[EXERCISE AIM]
Within the records below, find each line that holds the string "crate", then copy it.

[AVAILABLE DATA]
// String marshaling between Rust and the Hunspell C API.
//
// Rules:
// - Words and paths go in as null-terminated C strings owned by the caller
//   for the duration of the call.
// - Lists come back as `char**` with an element count; they are copied into
//   owned `String`s before the list is handed back to Hunspell for freeing.

use std::ffi::{CStr, CString, c_char, c_int};
use std::path::Path;

use spellgate_core::EngineError;

/// Encode a word as a C string.
pub(crate) fn word_to_c(word: &str) -> Result<CString, EngineError> {
    CString::new(word).map_err(|_| EngineError::InteriorNul {
        word: word.to_string(),
    })
}

/// Encode a filesystem path as a C string, or `None` if it contains NUL.
pub(crate) fn path_to_c(path: &Path) -> Option<CString> {
    CString::new(path.to_string_lossy().as_bytes()).ok()
}

/// Copy `count` C strings out of `list`.
///
/// A null list or a non-positive count yields an empty vector. Invalid UTF-8
/// is replaced rather than rejected (dictionaries are not always UTF-8).
///
/// # Safety
/// `list` must be null or point to at least `count` valid pointers, each
/// null or pointing to a null-terminated string, all alive for this call.
pub(crate) unsafe fn decode_list(list: *const *mut c_char, count: c_int) -> Vec<String> {
    if list.is_null() || count <= 0 {
        return Vec::new();
    }
    let mut out = Vec::with_capacity(count as usize);
    for i in 0..count as usize {
        let p = unsafe { *list.add(i) };
        if p.is_null() {
            continue;
        }
        out.push(unsafe { CStr::from_ptr(p) }.to_string_lossy().into_owned());
    }
    out
}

[SOLUTION TO THIS EXERCISE]
pub(crate) fn word_to_c(word: &str) -> Result<CString, EngineError> {
pub(crate) fn path_to_c(path: &Path) -> Option<CString> {
pub(crate) unsafe fn decode_list(list: *const *mut c_char, count: c_int) -> Vec<String> {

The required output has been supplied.